Dharm, my belief is if you "train" your child right from the start to eat everything one never experiences the problem. As soon as Soeren was able to eat solids, I would make little one box portions of mashed vegetables (later with chicken and fish). He would relish everything from spinach to kohlrabi.
Till today - we have a deal he has to at least try everything once for him to say "i don't like it!" Being an Indian I too cook spicy food and although I will take some out for him before I make it really hot for us - I do add a touch of spicyness for him.
My biggest fear, when Soeren came along, was having a picky eater. I could not stand watching other mothers go through the fuss of making something separate for the kids because they were fussy about one or the other thing!

Great article!

Meeta said...
August 14, 2008 at 11:40:00 AM GMT+2  

''Picky eaters are raised and not born.''

I whole heatrtedly agree with this, as I too have been brought up with the same ideology.My oldest, Rengoni has always been very good with fruits and most other vegetables. My, youngest, Agastya , however, did give me hard time, at first. I was worried at the prospect of him missing out on the goodness of various kinds of fruits and veggies. But now, after great perseverence, and , at times, insistence, he will eat most fruits and is simply great with veggies.

Meeta,
''I could not stand watching other mothers go through the fuss of making something separate for the kids because they were fussy about one or the other thing!''...I echo that.

sunita said...
August 14, 2008 at 1:48:00 PM GMT+2  

I agree with one small note- I'd start with less food on the plate than they need. Another great habit to learn is to stop eating when you're no longer hungry, rather than eating food just because it's there.

Melanie Rand said...
August 14, 2008 at 2:57:00 PM GMT+2  

Hear Hear and Echo! This made me think we came all from the same school of parents (our age maybe?) I was raised the same way and while using different methods than my parents I too insist that my kids eat what's being served. Yes I allow for less spicy food or provide ways to soften it but it's pretty much WYSIWYG. The only problem here is salads... but they are coming around that one as well.

Baking Soda said...
August 14, 2008 at 3:22:00 PM GMT+2  

Oh I loved this--had to stop and comment--and I completely agree and give you a congratulations for being gutsy enough to publish this (I imagine there might be a few out there who strongly disagree). I just get so exasperated at moms who allow their children to decide what will be served. My husband's parents' rule was that if he didn't like it he didn't have to eat it so he grew up not eating tomatoes, mushrooms, cream cheese, sour cream, guacamole, cooked fruit, Chinese food, onions, etc. etc. etc.

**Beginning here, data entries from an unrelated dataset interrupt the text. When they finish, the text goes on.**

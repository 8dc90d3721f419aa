//! Clock port for time-related operations

use chrono::{DateTime, Utc};

/// Port for getting the current time.
///
/// This abstraction allows testing time-dependent code by providing
/// a mock implementation.
pub trait Clock: Send + Sync {
    /// Returns the current UTC timestamp.
    fn now(&self) -> DateTime<Utc>;

    /// Returns the current time as milliseconds since the Unix epoch.
    fn now_millis(&self) -> i64 {
        self.now().timestamp_millis()
    }
}
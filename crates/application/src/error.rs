//! Application error types

use runi_domain::DomainError;
use thiserror::Error;

use crate::command_registry::CommandError;
use crate::ports::HistoryBackendError;

/// Error returned by event, command and shortcut handlers.
pub type HandlerError = Box<dyn std::error::Error + Send + Sync>;

/// Result returned by event, command and shortcut handlers.
pub type HandlerResult = Result<(), HandlerError>;

/// Application-level errors.
#[derive(Debug, Error)]
pub enum ApplicationError {
    /// A domain validation error occurred.
    #[error("domain error: {0}")]
    Domain(#[from] DomainError),

    /// Registering, looking up or running a command failed.
    #[error("command error: {0}")]
    Command(#[from] CommandError),

    /// A backend history call failed.
    #[error("history error: {0}")]
    History(#[from] HistoryBackendError),
}

/// Result type alias for application operations.
pub type ApplicationResult<T> = Result<T, ApplicationError>;
//! In-process history backend.
//!
//! Keeps the collection in memory, newest first, and answers the three
//! history calls the way the native backend does. When attached to an
//! [`EventBus`] it also publishes a [`HistoryNotification`] for every
//! change. Used by the headless binary and by tests.

use async_trait::async_trait;
use parking_lot::{Mutex, RwLock};
use runi_application::EventBus;
use runi_application::ports::{HistoryBackend, HistoryBackendError};
use runi_domain::{AppError, HistoryEntry, HistoryNotification};
use tracing::{debug, warn};

/// Source tag stamped on published notifications.
pub const NOTIFICATION_SOURCE: &str = "history-backend";

/// History collection held in memory.
#[derive(Default)]
pub struct InMemoryHistoryBackend {
    entries: RwLock<Vec<HistoryEntry>>,
    bus: Option<EventBus>,
    failure: Mutex<Option<AppError>>,
}

impl InMemoryHistoryBackend {
    /// Creates an empty backend.
    #[must_use]
    pub fn new() -> Self {
        Self::default()
    }

    /// Creates a backend holding `entries`, sorted newest first.
    #[must_use]
    pub fn with_entries(mut entries: Vec<HistoryEntry>) -> Self {
        entries.sort_by(|a, b| b.timestamp.cmp(&a.timestamp));
        Self {
            entries: RwLock::new(entries),
            ..Self::default()
        }
    }

    /// Publishes change notifications on `bus`.
    #[must_use]
    pub fn with_event_bus(mut self, bus: EventBus) -> Self {
        self.bus = Some(bus);
        self
    }

    /// Makes every call fail with `error` until cleared with `None`.
    pub fn set_failure(&self, error: Option<AppError>) {
        *self.failure.lock() = error;
    }

    /// Adds `entry` as the newest entry.
    pub fn append(&self, entry: HistoryEntry) {
        self.entries.write().insert(0, entry.clone());
        self.publish(&HistoryNotification::New(entry));
    }

    /// Removes the entry with `id`. Returns false if it did not exist.
    pub fn delete(&self, id: &str) -> bool {
        let removed = {
            let mut entries = self.entries.write();
            let before = entries.len();
            entries.retain(|entry| entry.id != id);
            entries.len() != before
        };

        if removed {
            self.publish(&HistoryNotification::Deleted(id.to_string()));
        }
        removed
    }

    /// Removes every entry.
    pub fn clear(&self) {
        self.entries.write().clear();
        self.publish(&HistoryNotification::Cleared);
    }

    /// Number of stored entries.
    #[must_use]
    pub fn len(&self) -> usize {
        self.entries.read().len()
    }

    /// Returns true when no entries are stored.
    #[must_use]
    pub fn is_empty(&self) -> bool {
        self.entries.read().is_empty()
    }

    fn publish(&self, notification: &HistoryNotification) {
        let Some(bus) = &self.bus else {
            return;
        };

        let event_type = notification.event_type();
        match notification.payload() {
            Ok(payload) => {
                debug!(event_type, "publishing history notification");
                bus.emit_from(event_type, payload, Some(NOTIFICATION_SOURCE));
            }
            Err(err) => warn!(event_type, error = %err, "history notification not published"),
        }
    }

    fn check_failure(&self) -> Result<(), HistoryBackendError> {
        match self.failure.lock().clone() {
            Some(error) => Err(error.into()),
            None => Ok(()),
        }
    }
}

#[async_trait]
impl HistoryBackend for InMemoryHistoryBackend {
    async fn count(&self) -> Result<usize, HistoryBackendError> {
        self.check_failure()?;
        Ok(self.len())
    }

    async fn ids(&self, offset: usize, limit: usize) -> Result<Vec<String>, HistoryBackendError> {
        self.check_failure()?;
        Ok(self
            .entries
            .read()
            .iter()
            .skip(offset)
            .take(limit)
            .map(|entry| entry.id.clone())
            .collect())
    }

    // Storage order, not request order.
    async fn batch(&self, ids: &[String]) -> Result<Vec<HistoryEntry>, HistoryBackendError> {
        self.check_failure()?;
        Ok(self
            .entries
            .read()
            .iter()
            .filter(|entry| ids.contains(&entry.id))
            .cloned()
            .collect())
    }
}

#[cfg(test)]
#[allow(clippy::unwrap_used)]
mod tests {
    use super::*;
    use crate::adapters::SystemClock;
    use chrono::{Duration, Utc};
    use pretty_assertions::assert_eq;
    use runi_application::handler;
    use runi_domain::event::types;
    use runi_domain::{HttpResponse, RequestParams, RequestTiming};
    use std::collections::BTreeMap;
    use std::sync::Arc;

    fn entry(id: &str, minutes_ago: i64) -> HistoryEntry {
        HistoryEntry {
            id: id.to_string(),
            timestamp: Utc::now() - Duration::minutes(minutes_ago),
            request: RequestParams::new("GET", "https://example.com"),
            response: HttpResponse {
                status: 200,
                status_text: "OK".to_string(),
                headers: BTreeMap::new(),
                body: String::new(),
                timing: RequestTiming::default(),
            },
        }
    }

    #[tokio::test]
    async fn test_ids_are_newest_first_and_paged() {
        let backend =
            InMemoryHistoryBackend::with_entries(vec![entry("old", 30), entry("new", 1), entry("mid", 10)]);

        assert_eq!(backend.count().await.unwrap(), 3);
        assert_eq!(backend.ids(0, 2).await.unwrap(), vec!["new", "mid"]);
        assert_eq!(backend.ids(2, 2).await.unwrap(), vec!["old"]);
        assert!(backend.ids(5, 2).await.unwrap().is_empty());
    }

    #[tokio::test]
    async fn test_batch_skips_unknown_ids() {
        let backend = InMemoryHistoryBackend::with_entries(vec![entry("a", 2), entry("b", 1)]);

        let found = backend
            .batch(&["a".to_string(), "gone".to_string()])
            .await
            .unwrap();
        assert_eq!(found.len(), 1);
        assert_eq!(found[0].id, "a");
    }

    #[tokio::test]
    async fn test_injected_failure() {
        let backend = InMemoryHistoryBackend::new();
        backend.set_failure(Some(AppError::new("UNKNOWN_ERROR", "Network error")));

        let err = backend.count().await.unwrap_err();
        assert!(err.to_string().contains("Network error"));

        backend.set_failure(None);
        assert_eq!(backend.count().await.unwrap(), 0);
    }

    #[test]
    fn test_changes_publish_notifications() {
        let bus = EventBus::new(Arc::new(SystemClock::new()));
        let seen = Arc::new(Mutex::new(Vec::new()));
        for event_type in [types::HISTORY_NEW, types::HISTORY_DELETED, types::HISTORY_CLEARED] {
            let seen = Arc::clone(&seen);
            bus.on(
                event_type,
                handler(move |event| {
                    seen.lock().push((event.event_type.clone(), event.source.clone()));
                    Ok(())
                }),
            );
        }

        let backend = InMemoryHistoryBackend::new().with_event_bus(bus);
        backend.append(entry("x", 0));
        assert!(backend.delete("x"));
        assert!(!backend.delete("x"));
        backend.clear();

        let source = Some(NOTIFICATION_SOURCE.to_string());
        assert_eq!(
            *seen.lock(),
            vec![
                (types::HISTORY_NEW.to_string(), source.clone()),
                (types::HISTORY_DELETED.to_string(), source.clone()),
                (types::HISTORY_CLEARED.to_string(), source),
            ]
        );
    }
}
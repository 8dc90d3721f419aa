//! Tracing subscriber setup.
//!
//! `RUST_LOG` takes precedence over the configured level, so per-module
//! filters such as `RUST_LOG=runi_application::event_bus=debug` work as
//! usual. The level can be changed at runtime with [`set_log_level`]
//! unless `RUST_LOG` was set.

use std::sync::OnceLock;

use parking_lot::Mutex;
use runi_domain::AppSettings;
use tracing::Level;
use tracing_subscriber::{
    EnvFilter, Registry, fmt, layer::SubscriberExt, reload, util::SubscriberInitExt,
};

type FilterHandle = reload::Handle<EnvFilter, Registry>;

static FILTER: OnceLock<FilterHandle> = OnceLock::new();
static LEVEL: Mutex<Level> = Mutex::new(Level::INFO);

/// Errors raised while configuring logging.
#[derive(Debug, thiserror::Error)]
pub enum LoggingError {
    /// The level name is not one of error, warn, info, debug, trace.
    #[error("invalid log level \"{0}\" (expected error, warn, info, debug or trace)")]
    InvalidLevel(String),

    /// The subscriber was installed by someone else and cannot be reloaded.
    #[error("logging is not managed by runi")]
    NotInitialized,

    /// Swapping the filter failed.
    #[error("failed to reload log filter: {0}")]
    Reload(#[from] reload::Error),
}

/// Subscriber options.
#[derive(Debug, Clone, Copy, PartialEq, Eq)]
pub struct LoggingConfig {
    /// Maximum level when `RUST_LOG` is unset.
    pub level: Level,
    /// Colored output.
    pub ansi: bool,
}

impl Default for LoggingConfig {
    fn default() -> Self {
        Self {
            level: Level::INFO,
            ansi: true,
        }
    }
}

impl LoggingConfig {
    /// Builds the config from application settings.
    ///
    /// # Errors
    ///
    /// Returns `LoggingError::InvalidLevel` if `log_level` is unknown.
    pub fn from_settings(settings: &AppSettings) -> Result<Self, LoggingError> {
        Ok(Self {
            level: parse_level(&settings.log_level)?,
            ansi: settings.ansi_logs,
        })
    }
}

/// Parses a level name, case-insensitively.
///
/// # Errors
///
/// Returns `LoggingError::InvalidLevel` for anything but error, warn, info,
/// debug or trace.
pub fn parse_level(name: &str) -> Result<Level, LoggingError> {
    match name.trim().to_ascii_lowercase().as_str() {
        "error" => Ok(Level::ERROR),
        "warn" => Ok(Level::WARN),
        "info" => Ok(Level::INFO),
        "debug" => Ok(Level::DEBUG),
        "trace" => Ok(Level::TRACE),
        _ => Err(LoggingError::InvalidLevel(name.to_string())),
    }
}

/// Installs the global subscriber.
///
/// Safe to call more than once. Returns `true` if this call installed the
/// subscriber and `false` if one was already in place.
pub fn init_logging(config: &LoggingConfig) -> bool {
    if FILTER.get().is_some() {
        return false;
    }

    let filter = EnvFilter::try_from_default_env()
        .unwrap_or_else(|_| EnvFilter::new(config.level.as_str().to_ascii_lowercase()));
    let (filter_layer, handle) = reload::Layer::new(filter);

    let installed = tracing_subscriber::registry()
        .with(filter_layer)
        .with(fmt::layer().with_ansi(config.ansi))
        .try_init()
        .is_ok();

    if installed && FILTER.set(handle).is_ok() {
        *LEVEL.lock() = config.level;
        tracing::debug!(level = %config.level, "logging initialized");
        return true;
    }
    false
}

/// Changes the maximum level at runtime.
///
/// # Errors
///
/// Returns `LoggingError::NotInitialized` if [`init_logging`] did not
/// install the current subscriber.
pub fn set_log_level(level: Level) -> Result<(), LoggingError> {
    let handle = FILTER.get().ok_or(LoggingError::NotInitialized)?;
    handle.reload(EnvFilter::new(level.as_str().to_ascii_lowercase()))?;
    *LEVEL.lock() = level;
    Ok(())
}

/// The last level set through this module.
#[must_use]
pub fn log_level() -> Level {
    *LEVEL.lock()
}
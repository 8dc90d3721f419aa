//! In-process event bus.
//!
//! Decouples UI actions from UI reactions: one part of the application
//! emits `"request.send"`, any number of others (activity feed, console,
//! suggestion engine) react to it without knowing about each other.
//!
//! Dispatch is synchronous and in registration order. A handler that
//! returns an error or panics is logged and skipped; the remaining
//! handlers still run and the emitter never sees the failure.

use std::any::Any;
use std::collections::HashMap;
use std::fmt;
use std::panic::{self, AssertUnwindSafe};
use std::sync::atomic::{AtomicBool, Ordering};
use std::sync::{Arc, Weak};

use parking_lot::Mutex;
use runi_domain::Event;
use serde_json::Value;
use tracing::{debug, error, trace};

use crate::error::HandlerResult;
use crate::ports::Clock;

type HandlerFn = dyn Fn(&Event) -> HandlerResult + Send + Sync;

/// A registered event callback. Handlers are identified by pointer, so keep
/// the `Arc` around if you intend to remove it with [`EventBus::off`].
pub type EventHandler = Arc<HandlerFn>;

type ListenerMap = HashMap<String, Vec<EventHandler>>;

/// Wraps a closure into an [`EventHandler`].
pub fn handler<F>(f: F) -> EventHandler
where
    F: Fn(&Event) -> HandlerResult + Send + Sync + 'static,
{
    Arc::new(f)
}

/// Publish/subscribe dispatcher keyed by event type.
///
/// Cloning yields another handle to the same bus.
#[derive(Clone)]
pub struct EventBus {
    listeners: Arc<Mutex<ListenerMap>>,
    clock: Arc<dyn Clock>,
}

impl fmt::Debug for EventBus {
    fn fmt(&self, f: &mut fmt::Formatter<'_>) -> fmt::Result {
        let listeners = self.listeners.lock();
        let counts: HashMap<&str, usize> = listeners
            .iter()
            .map(|(event_type, handlers)| (event_type.as_str(), handlers.len()))
            .collect();
        f.debug_struct("EventBus").field("listeners", &counts).finish()
    }
}

impl EventBus {
    /// Creates an empty bus that stamps events with `clock`.
    pub fn new(clock: Arc<dyn Clock>) -> Self {
        Self {
            listeners: Arc::new(Mutex::new(HashMap::new())),
            clock,
        }
    }

    /// Emits an event with no source label.
    pub fn emit(&self, event_type: &str, payload: Value) {
        self.emit_from(event_type, payload, None);
    }

    /// Emits an event to every handler currently registered for `event_type`.
    ///
    /// Handlers run in registration order before this returns. Emitting a
    /// type nobody listens to is a no-op.
    pub fn emit_from(&self, event_type: &str, payload: Value, source: Option<&str>) {
        // Snapshot so handlers may (un)subscribe while we dispatch.
        let handlers = self.listeners.lock().get(event_type).cloned();
        let Some(handlers) = handlers else {
            trace!(event_type, "no listeners for event");
            return;
        };

        let event = Event::new(
            event_type,
            payload,
            self.clock.now_millis(),
            source.map(str::to_string),
        );

        for (index, handler) in handlers.iter().enumerate() {
            match panic::catch_unwind(AssertUnwindSafe(|| handler(&event))) {
                Ok(Ok(())) => {}
                Ok(Err(err)) => error!(
                    event_type,
                    source = event.source.as_deref().unwrap_or(""),
                    handler = index,
                    error = %err,
                    "event handler failed"
                ),
                Err(payload) => error!(
                    event_type,
                    source = event.source.as_deref().unwrap_or(""),
                    handler = index,
                    error = panic_message(payload.as_ref()),
                    "event handler panicked"
                ),
            }
        }
    }

    /// Registers `handler` for `event_type`.
    ///
    /// Registering the same handler twice for the same type keeps a single
    /// entry. The returned [`Subscription`] removes exactly this handler.
    pub fn on(&self, event_type: &str, handler: EventHandler) -> Subscription {
        {
            let mut listeners = self.listeners.lock();
            let handlers = listeners.entry(event_type.to_string()).or_default();
            if handlers.iter().any(|existing| Arc::ptr_eq(existing, &handler)) {
                trace!(event_type, "handler already registered");
            } else {
                handlers.push(Arc::clone(&handler));
                debug!(event_type, listeners = handlers.len(), "handler registered");
            }
        }

        Subscription {
            listeners: Arc::downgrade(&self.listeners),
            event_type: event_type.to_string(),
            handler,
        }
    }

    /// Registers `handler` to run on the next `event_type` emission only.
    ///
    /// The returned subscription can cancel it before it ever fires.
    pub fn once(&self, event_type: &str, handler: EventHandler) -> Subscription {
        let this: Arc<Mutex<Option<Weak<HandlerFn>>>> = Arc::new(Mutex::new(None));
        let fired = AtomicBool::new(false);
        let listeners = Arc::downgrade(&self.listeners);
        let owned_type = event_type.to_string();
        let slot = Arc::clone(&this);

        let wrapper: EventHandler = Arc::new(move |event: &Event| {
            if fired.swap(true, Ordering::SeqCst) {
                return Ok(());
            }
            let me = slot.lock().as_ref().and_then(Weak::upgrade);
            if let (Some(listeners), Some(me)) = (listeners.upgrade(), me) {
                remove_handler(&listeners, &owned_type, &me);
            }
            handler(event)
        });
        *this.lock() = Some(Arc::downgrade(&wrapper));

        self.on(event_type, wrapper)
    }

    /// Removes `handler` from `event_type`. Unknown handlers are ignored.
    pub fn off(&self, event_type: &str, handler: &EventHandler) {
        remove_handler(&self.listeners, event_type, handler);
    }

    /// Removes every handler for `event_type`, or for all types when `None`.
    pub fn remove_all_listeners(&self, event_type: Option<&str>) {
        let mut listeners = self.listeners.lock();
        match event_type {
            Some(event_type) => {
                listeners.remove(event_type);
            }
            None => listeners.clear(),
        }
    }

    /// Number of handlers registered for `event_type`.
    #[must_use]
    pub fn listener_count(&self, event_type: &str) -> usize {
        self.listeners.lock().get(event_type).map_or(0, Vec::len)
    }
}

/// Handle returned by [`EventBus::on`] and [`EventBus::once`].
///
/// Dropping it does not unsubscribe.
#[derive(Clone)]
pub struct Subscription {
    listeners: Weak<Mutex<ListenerMap>>,
    event_type: String,
    handler: EventHandler,
}

impl Subscription {
    /// Removes the handler. Calling this more than once is harmless.
    pub fn unsubscribe(&self) {
        if let Some(listeners) = self.listeners.upgrade() {
            remove_handler(&listeners, &self.event_type, &self.handler);
        }
    }

    /// The event type this subscription listens to.
    #[must_use]
    pub fn event_type(&self) -> &str {
        &self.event_type
    }
}

impl fmt::Debug for Subscription {
    fn fmt(&self, f: &mut fmt::Formatter<'_>) -> fmt::Result {
        f.debug_struct("Subscription")
            .field("event_type", &self.event_type)
            .finish_non_exhaustive()
    }
}

/// Removes one handler by identity, dropping the type's entry once empty.
fn remove_handler(listeners: &Mutex<ListenerMap>, event_type: &str, handler: &EventHandler) {
    let mut listeners = listeners.lock();
    let Some(handlers) = listeners.get_mut(event_type) else {
        return;
    };

    handlers.retain(|existing| !Arc::ptr_eq(existing, handler));
    if handlers.is_empty() {
        listeners.remove(event_type);
        debug!(event_type, "last handler removed");
    }
}

fn panic_message(payload: &(dyn Any + Send)) -> &str {
    payload
        .downcast_ref::<&str>()
        .copied()
        .or_else(|| payload.downcast_ref::<String>().map(String::as_str))
        .unwrap_or("non-string panic payload")
}

#[cfg(test)]
#[allow(clippy::unwrap_used, clippy::panic)]
mod tests {
    use super::*;
    use chrono::{DateTime, Utc};
    use pretty_assertions::assert_eq;
    use serde_json::json;
    use std::sync::atomic::AtomicUsize;
    use tracing_subscriber::layer::{Context, SubscriberExt};

    struct WallClock;

    impl Clock for WallClock {
        fn now(&self) -> DateTime<Utc> {
            Utc::now()
        }
    }

    fn bus() -> EventBus {
        EventBus::new(Arc::new(WallClock))
    }

    /// Records every event a handler sees, tagged with a label.
    fn recorder(label: &'static str, log: &Arc<Mutex<Vec<(&'static str, Event)>>>) -> EventHandler {
        let log = Arc::clone(log);
        handler(move |event| {
            log.lock().push((label, event.clone()));
            Ok(())
        })
    }

    /// Counts ERROR-level tracing events.
    struct ErrorCounter(Arc<AtomicUsize>);

    impl<S: tracing::Subscriber> tracing_subscriber::Layer<S> for ErrorCounter {
        fn on_event(&self, event: &tracing::Event<'_>, _ctx: Context<'_, S>) {
            if *event.metadata().level() == tracing::Level::ERROR {
                self.0.fetch_add(1, Ordering::SeqCst);
            }
        }
    }

    #[test]
    fn test_emit_without_listeners_is_noop() {
        let bus = bus();
        bus.emit("nobody.listens", json!({"x": 1}));
        assert_eq!(bus.listener_count("nobody.listens"), 0);
    }

    #[test]
    fn test_handlers_run_in_registration_order() {
        let bus = bus();
        let log = Arc::new(Mutex::new(Vec::new()));
        let _h1 = bus.on("request.send", recorder("h1", &log));
        let _h2 = bus.on("request.send", recorder("h2", &log));

        let before = Utc::now().timestamp_millis();
        bus.emit("request.send", json!({"url": "https://x"}));
        let after = Utc::now().timestamp_millis();

        let log = log.lock();
        assert_eq!(log.len(), 2);
        assert_eq!(log[0].0, "h1");
        assert_eq!(log[1].0, "h2");
        for (_, event) in log.iter() {
            assert_eq!(event.event_type, "request.send");
            assert_eq!(event.payload, json!({"url": "https://x"}));
            assert_eq!(event.source, None);
            assert!(event.timestamp >= before && event.timestamp <= after);
        }
    }

    #[test]
    fn test_source_is_recorded() {
        let bus = bus();
        let log = Arc::new(Mutex::new(Vec::new()));
        let _sub = bus.on("response.received", recorder("h", &log));

        bus.emit_from("response.received", json!(200), Some("ResponsePanel"));

        assert_eq!(log.lock()[0].1.source.as_deref(), Some("ResponsePanel"));
    }

    #[test]
    fn test_failing_handlers_are_isolated_and_logged() {
        let bus = bus();
        let log = Arc::new(Mutex::new(Vec::new()));
        let _a = bus.on("request.send", handler(|_| Err("subscriber broke".into())));
        let _b = bus.on("request.send", handler(|_| panic!("subscriber exploded")));
        let _c = bus.on("request.send", recorder("survivor", &log));

        let errors = Arc::new(AtomicUsize::new(0));
        let subscriber = tracing_subscriber::registry().with(ErrorCounter(Arc::clone(&errors)));
        tracing::subscriber::with_default(subscriber, || {
            bus.emit("request.send", json!(null));
        });

        assert_eq!(log.lock().len(), 1);
        assert_eq!(errors.load(Ordering::SeqCst), 2);
    }

    #[test]
    fn test_once_fires_exactly_once_with_first_payload() {
        let bus = bus();
        let log = Arc::new(Mutex::new(Vec::new()));
        let _sub = bus.once("request.send", recorder("once", &log));
        assert_eq!(bus.listener_count("request.send"), 1);

        bus.emit("request.send", json!(1));
        bus.emit("request.send", json!(2));

        let log = log.lock();
        assert_eq!(log.len(), 1);
        assert_eq!(log[0].1.payload, json!(1));
        assert_eq!(bus.listener_count("request.send"), 0);
    }

    #[test]
    fn test_once_removes_only_itself() {
        let bus = bus();
        let log = Arc::new(Mutex::new(Vec::new()));
        let _first = bus.on("a", recorder("on", &log));
        let _once = bus.once("a", recorder("once", &log));
        let _last = bus.on("a", recorder("after", &log));

        bus.emit("a", json!(1));
        assert_eq!(bus.listener_count("a"), 2);
        bus.emit("a", json!(2));

        let labels: Vec<_> = log.lock().iter().map(|(label, _)| *label).collect();
        assert_eq!(labels, vec!["on", "once", "after", "on", "after"]);
    }

    #[test]
    fn test_unsubscribe_before_emit() {
        let bus = bus();
        let log = Arc::new(Mutex::new(Vec::new()));
        let on_sub = bus.on("a", recorder("on", &log));
        let once_sub = bus.once("a", recorder("once", &log));

        on_sub.unsubscribe();
        once_sub.unsubscribe();
        once_sub.unsubscribe();
        bus.emit("a", json!(null));

        assert!(log.lock().is_empty());
        assert_eq!(bus.listener_count("a"), 0);
    }

    #[test]
    fn test_off_and_listener_count() {
        let bus = bus();
        let h = handler(|_| Ok(()));
        let other = handler(|_| Ok(()));

        let _s1 = bus.on("t", Arc::clone(&h));
        let _s2 = bus.on("t", Arc::clone(&h));
        let _s3 = bus.on("t", Arc::clone(&other));
        assert_eq!(bus.listener_count("t"), 2);

        bus.off("t", &h);
        assert_eq!(bus.listener_count("t"), 1);
        bus.off("t", &other);
        assert_eq!(bus.listener_count("t"), 0);

        bus.off("t", &other);
        assert_eq!(bus.listener_count("t"), 0);
        assert!(!bus.listeners.lock().contains_key("t"));
    }

    #[test]
    fn test_same_handler_on_different_types() {
        let bus = bus();
        let log = Arc::new(Mutex::new(Vec::new()));
        let h = recorder("shared", &log);
        let _a = bus.on("a", Arc::clone(&h));
        let _b = bus.on("b", Arc::clone(&h));

        bus.off("a", &h);
        bus.emit("a", json!(null));
        bus.emit("b", json!(null));

        let log = log.lock();
        assert_eq!(log.len(), 1);
        assert_eq!(log[0].1.event_type, "b");
    }

    #[test]
    fn test_remove_all_listeners() {
        let bus = bus();
        let _a = bus.on("a", handler(|_| Ok(())));
        let _b = bus.on("b", handler(|_| Ok(())));

        bus.remove_all_listeners(Some("a"));
        assert_eq!(bus.listener_count("a"), 0);
        assert_eq!(bus.listener_count("b"), 1);

        bus.remove_all_listeners(None);
        assert_eq!(bus.listener_count("b"), 0);
    }

    #[test]
    fn test_handler_may_subscribe_during_dispatch() {
        let bus = bus();
        let inner_bus = bus.clone();
        let _sub = bus.on(
            "boot",
            handler(move |_| {
                let _late = inner_bus.on("boot", handler(|_| Ok(())));
                Ok(())
            }),
        );

        bus.emit("boot", json!(null));
        assert_eq!(bus.listener_count("boot"), 2);
    }
}
//! Runi Domain - Core data types
//!
//! This crate defines the data model shared by the frontend core:
//! events, history records, keyboard chords, structured backend errors and
//! settings. All types here are pure Rust with no I/O dependencies.

pub mod backend_error;
pub mod correlation;
pub mod error;
pub mod event;
pub mod history;
pub mod http;
pub mod id;
pub mod keyboard;
pub mod settings;

pub use backend_error::{AppError, RawBackendError, UNKNOWN_ERROR_CODE, normalize_backend_error};
pub use correlation::CorrelationId;
pub use error::{DomainError, DomainResult};
pub use event::Event;
pub use history::{HistoryEntry, HistoryNotification};
pub use http::{HttpResponse, RequestParams, RequestTiming};
pub use id::{generate_history_id, generate_id};
pub use keyboard::{KeyChord, KeyModifier};
pub use settings::AppSettings;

We married and I threw up my hands in frustration and asked him when the last time he'd actually tried cream cheese (turns out he'd tried it once as a kid and never tried it since). I asked him to try it again and he was surprised that he liked it.

My sister's inlaws are the same way, only they're so extreme that they have one son who eats nothing (and I'm not exaggerating here) but peanut butter and jelly sandwiches and corn on the cob. He's 19 and refuses to eat anything but that and has recently gone off to live in a foreign country for a couple years. Crazy.

Anyway, too long of a comment but parents who give in to kids' food whims are setting future spouses up for extreme frustration.

Scribbit said...
August 14, 2008 at 5:49:00 PM GMT+2  

I love every part of this article! Especially the part about children who don't get enough to eat. Since, I was perplexed by that statement as a child, I have changed it somewhat to make more sense for my daughter.

I have a niece who won't eat anything that is green in color. Furthermore, her tastes are discussed in front of her with a lot of sighing and "how she won't eat" - which only results in reinforcing that very behavior.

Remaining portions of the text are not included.